### About this task
Every entry below is to be copied exactly, with nothing left out.
━━ Data shown ━━
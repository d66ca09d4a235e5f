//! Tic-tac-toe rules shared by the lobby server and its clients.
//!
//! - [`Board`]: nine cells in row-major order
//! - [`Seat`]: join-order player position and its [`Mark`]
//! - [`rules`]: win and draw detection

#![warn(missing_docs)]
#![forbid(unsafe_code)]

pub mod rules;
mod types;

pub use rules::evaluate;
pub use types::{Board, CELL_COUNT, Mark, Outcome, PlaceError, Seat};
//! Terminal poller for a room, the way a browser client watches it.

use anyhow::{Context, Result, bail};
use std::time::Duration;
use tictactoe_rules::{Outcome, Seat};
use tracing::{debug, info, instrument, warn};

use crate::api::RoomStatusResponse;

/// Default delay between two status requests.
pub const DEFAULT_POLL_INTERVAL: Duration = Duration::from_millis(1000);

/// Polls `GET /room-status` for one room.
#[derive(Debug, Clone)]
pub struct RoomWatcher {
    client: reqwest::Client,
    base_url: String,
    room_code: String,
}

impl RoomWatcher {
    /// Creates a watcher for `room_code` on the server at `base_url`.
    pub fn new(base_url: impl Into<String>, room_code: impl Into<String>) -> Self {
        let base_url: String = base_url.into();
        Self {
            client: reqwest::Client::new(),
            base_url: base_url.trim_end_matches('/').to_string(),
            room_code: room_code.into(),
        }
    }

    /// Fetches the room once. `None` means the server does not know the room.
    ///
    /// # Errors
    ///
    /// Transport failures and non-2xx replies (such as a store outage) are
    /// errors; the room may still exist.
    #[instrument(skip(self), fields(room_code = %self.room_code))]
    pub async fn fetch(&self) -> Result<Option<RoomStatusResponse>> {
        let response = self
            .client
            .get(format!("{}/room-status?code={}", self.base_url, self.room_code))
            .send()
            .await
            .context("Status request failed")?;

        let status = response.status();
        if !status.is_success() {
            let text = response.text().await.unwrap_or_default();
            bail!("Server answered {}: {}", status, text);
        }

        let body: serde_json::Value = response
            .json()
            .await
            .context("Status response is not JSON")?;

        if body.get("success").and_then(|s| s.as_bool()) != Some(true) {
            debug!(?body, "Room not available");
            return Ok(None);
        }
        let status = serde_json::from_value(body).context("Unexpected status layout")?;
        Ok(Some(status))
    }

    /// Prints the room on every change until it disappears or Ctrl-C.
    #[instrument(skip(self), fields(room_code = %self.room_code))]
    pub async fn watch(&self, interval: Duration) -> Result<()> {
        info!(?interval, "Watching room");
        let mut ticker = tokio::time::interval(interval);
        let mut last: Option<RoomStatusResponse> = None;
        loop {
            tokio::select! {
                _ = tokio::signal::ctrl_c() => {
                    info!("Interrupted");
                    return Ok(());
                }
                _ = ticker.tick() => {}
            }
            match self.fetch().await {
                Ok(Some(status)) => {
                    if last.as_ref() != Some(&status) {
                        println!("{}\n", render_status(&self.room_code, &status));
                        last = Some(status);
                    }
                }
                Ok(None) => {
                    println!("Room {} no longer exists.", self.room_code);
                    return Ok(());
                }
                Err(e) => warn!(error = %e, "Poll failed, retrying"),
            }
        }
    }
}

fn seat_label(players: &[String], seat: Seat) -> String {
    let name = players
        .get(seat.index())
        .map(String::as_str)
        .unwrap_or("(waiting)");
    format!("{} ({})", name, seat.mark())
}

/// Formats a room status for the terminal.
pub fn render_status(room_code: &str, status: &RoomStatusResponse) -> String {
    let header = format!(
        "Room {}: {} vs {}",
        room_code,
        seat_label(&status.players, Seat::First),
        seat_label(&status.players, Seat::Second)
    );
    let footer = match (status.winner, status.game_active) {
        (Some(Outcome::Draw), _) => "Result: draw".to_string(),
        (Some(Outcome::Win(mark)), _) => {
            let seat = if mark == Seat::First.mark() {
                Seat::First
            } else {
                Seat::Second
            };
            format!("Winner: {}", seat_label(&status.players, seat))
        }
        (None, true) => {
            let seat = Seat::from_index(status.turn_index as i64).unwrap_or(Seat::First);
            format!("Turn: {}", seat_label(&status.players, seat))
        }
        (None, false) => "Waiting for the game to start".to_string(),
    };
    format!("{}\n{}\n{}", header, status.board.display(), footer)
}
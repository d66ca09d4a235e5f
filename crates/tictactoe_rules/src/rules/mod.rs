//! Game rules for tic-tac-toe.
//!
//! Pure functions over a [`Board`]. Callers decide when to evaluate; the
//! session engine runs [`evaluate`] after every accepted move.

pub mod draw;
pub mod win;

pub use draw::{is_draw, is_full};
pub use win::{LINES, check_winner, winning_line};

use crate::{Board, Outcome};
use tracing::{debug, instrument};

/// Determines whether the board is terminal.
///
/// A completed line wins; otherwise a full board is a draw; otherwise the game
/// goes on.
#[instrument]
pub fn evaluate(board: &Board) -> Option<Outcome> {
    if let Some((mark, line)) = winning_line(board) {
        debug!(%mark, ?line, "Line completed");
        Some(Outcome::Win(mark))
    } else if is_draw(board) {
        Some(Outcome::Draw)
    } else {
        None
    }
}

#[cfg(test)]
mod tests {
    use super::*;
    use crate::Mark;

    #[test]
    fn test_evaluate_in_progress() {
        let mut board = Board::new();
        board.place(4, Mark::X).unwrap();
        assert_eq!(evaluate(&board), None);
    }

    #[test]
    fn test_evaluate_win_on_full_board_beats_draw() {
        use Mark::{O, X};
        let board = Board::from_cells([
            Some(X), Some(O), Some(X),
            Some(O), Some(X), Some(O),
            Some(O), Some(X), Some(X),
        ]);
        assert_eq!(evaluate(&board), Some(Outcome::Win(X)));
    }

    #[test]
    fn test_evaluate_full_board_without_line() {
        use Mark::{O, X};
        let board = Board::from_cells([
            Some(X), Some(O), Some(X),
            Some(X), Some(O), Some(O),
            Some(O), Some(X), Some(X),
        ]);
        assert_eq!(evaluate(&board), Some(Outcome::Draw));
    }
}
━━━
### Solution
repository d66ca09d4a235e5f
//! Tic-tac-toe rules shared by the lobby server and its clients.
//!
//! - [`Board`]: nine cells in row-major order
//! - [`Seat`]: join-order player position and its [`Mark`]
//! - [`rules`]: win and draw detection

#![warn(missing_docs)]
#![forbid(unsafe_code)]

pub mod rules;
mod types;

pub use rules::evaluate;
pub use types::{Board, CELL_COUNT, Mark, Outcome, PlaceError, Seat};
//! Terminal poller for a room, the way a browser client watches it.

use anyhow::{Context, Result, bail};
use std::time::Duration;
use tictactoe_rules::{Outcome, Seat};
use tracing::{debug, info, instrument, warn};

use crate::api::RoomStatusResponse;

/// Default delay between two status requests.
pub const DEFAULT_POLL_INTERVAL: Duration = Duration::from_millis(1000);

/// Polls `GET /room-status` for one room.
#[derive(Debug, Clone)]
pub struct RoomWatcher {
    client: reqwest::Client,
    base_url: String,
    room_code: String,
}

impl RoomWatcher {
    /// Creates a watcher for `room_code` on the server at `base_url`.
    pub fn new(base_url: impl Into<String>, room_code: impl Into<String>) -> Self {
        let base_url: String = base_url.into();
        Self {
            client: reqwest::Client::new(),
            base_url: base_url.trim_end_matches('/').to_string(),
            room_code: room_code.into(),
        }
    }

    /// Fetches the room once. `None` means the server does not know the room.
    ///
    /// # Errors
    ///
    /// Transport failures and non-2xx replies (such as a store outage) are
    /// errors; the room may still exist.
    #[instrument(skip(self), fields(room_code = %self.room_code))]
    pub async fn fetch(&self) -> Result<Option<RoomStatusResponse>> {
        let response = self
            .client
            .get(format!("{}/room-status?code={}", self.base_url, self.room_code))
            .send()
            .await
            .context("Status request failed")?;

        let status = response.status();
        if !status.is_success() {
            let text = response.text().await.unwrap_or_default();
            bail!("Server answered {}: {}", status, text);
        }

        let body: serde_json::Value = response
            .json()
            .await
            .context("Status response is not JSON")?;

        if body.get("success").and_then(|s| s.as_bool()) != Some(true) {
            debug!(?body, "Room not available");
            return Ok(None);
        }
        let status = serde_json::from_value(body).context("Unexpected status layout")?;
        Ok(Some(status))
    }

    /// Prints the room on every change until it disappears or Ctrl-C.
    #[instrument(skip(self), fields(room_code = %self.room_code))]
    pub async fn watch(&self, interval: Duration) -> Result<()> {
        info!(?interval, "Watching room");
        let mut ticker = tokio::time::interval(interval);
        let mut last: Option<RoomStatusResponse> = None;
        loop {
            tokio::select! {
                _ = tokio::signal::ctrl_c() => {
                    info!("Interrupted");
                    return Ok(());
                }
                _ = ticker.tick() => {}
            }
            match self.fetch().await {
                Ok(Some(status)) => {
                    if last.as_ref() != Some(&status) {
                        println!("{}\n", render_status(&self.room_code, &status));
                        last = Some(status);
                    }
                }
                Ok(None) => {
                    println!("Room {} no longer exists.", self.room_code);
                    return Ok(());
                }
                Err(e) => warn!(error = %e, "Poll failed, retrying"),
            }
        }
    }
}

fn seat_label(players: &[String], seat: Seat) -> String {
    let name = players
        .get(seat.index())
        .map(String::as_str)
        .unwrap_or("(waiting)");
    format!("{} ({})", name, seat.mark())
}

/// Formats a room status for the terminal.
pub fn render_status(room_code: &str, status: &RoomStatusResponse) -> String {
    let header = format!(
        "Room {}: {} vs {}",
        room_code,
        seat_label(&status.players, Seat::First),
        seat_label(&status.players, Seat::Second)
    );
    let footer = match (status.winner, status.game_active) {
        (Some(Outcome::Draw), _) => "Result: draw".to_string(),
        (Some(Outcome::Win(mark)), _) => {
            let seat = if mark == Seat::First.mark() {
                Seat::First
            } else {
                Seat::Second
            };
            format!("Winner: {}", seat_label(&status.players, seat))
        }
        (None, true) => {
            let seat = Seat::from_index(status.turn_index as i64).unwrap_or(Seat::First);
            format!("Turn: {}", seat_label(&status.players, seat))
        }
        (None, false) => "Waiting for the game to start".to_string(),
    };
    format!("{}\n{}\n{}", header, status.board.display(), footer)
}
repository d66ca09d4a235e5f
filename crates/tictactoe_rules/src/rules/mod.rs
//! Game rules for tic-tac-toe.
//!
//! Pure functions over a [`Board`]. Callers decide when to evaluate; the
//! session engine runs [`evaluate`] after every accepted move.

pub mod draw;
pub mod win;

pub use draw::{is_draw, is_full};
pub use win::{LINES, check_winner, winning_line};

use crate::{Board, Outcome};
use tracing::{debug, instrument};

/// Determines whether the board is terminal.
///
/// A completed line wins; otherwise a full board is a draw; otherwise the game
/// goes on.
#[instrument]
pub fn evaluate(board: &Board) -> Option<Outcome> {
    if let Some((mark, line)) = winning_line(board) {
        debug!(%mark, ?line, "Line completed");
        Some(Outcome::Win(mark))
    } else if is_draw(board) {
        Some(Outcome::Draw)
    } else {
        None
    }
}

#[cfg(test)]
mod tests {
    use super::*;
    use crate::Mark;

    #[test]
    fn test_evaluate_in_progress() {
        let mut board = Board::new();
        board.place(4, Mark::X).unwrap();
        assert_eq!(evaluate(&board), None);
    }

    #[test]
    fn test_evaluate_win_on_full_board_beats_draw() {
        use Mark::{O, X};
        let board = Board::from_cells([
            Some(X), Some(O), Some(X),
            Some(O), Some(X), Some(O),
            Some(O), Some(X), Some(X),
        ]);
        assert_eq!(evaluate(&board), Some(Outcome::Win(X)));
    }

    #[test]
    fn test_evaluate_full_board_without_line() {
        use Mark::{O, X};
        let board = Board::from_cells([
            Some(X), Some(O), Some(X),
            Some(X), Some(O), Some(O),
            Some(O), Some(X), Some(X),
        ]);
        assert_eq!(evaluate(&board), Some(Outcome::Draw));
    }
}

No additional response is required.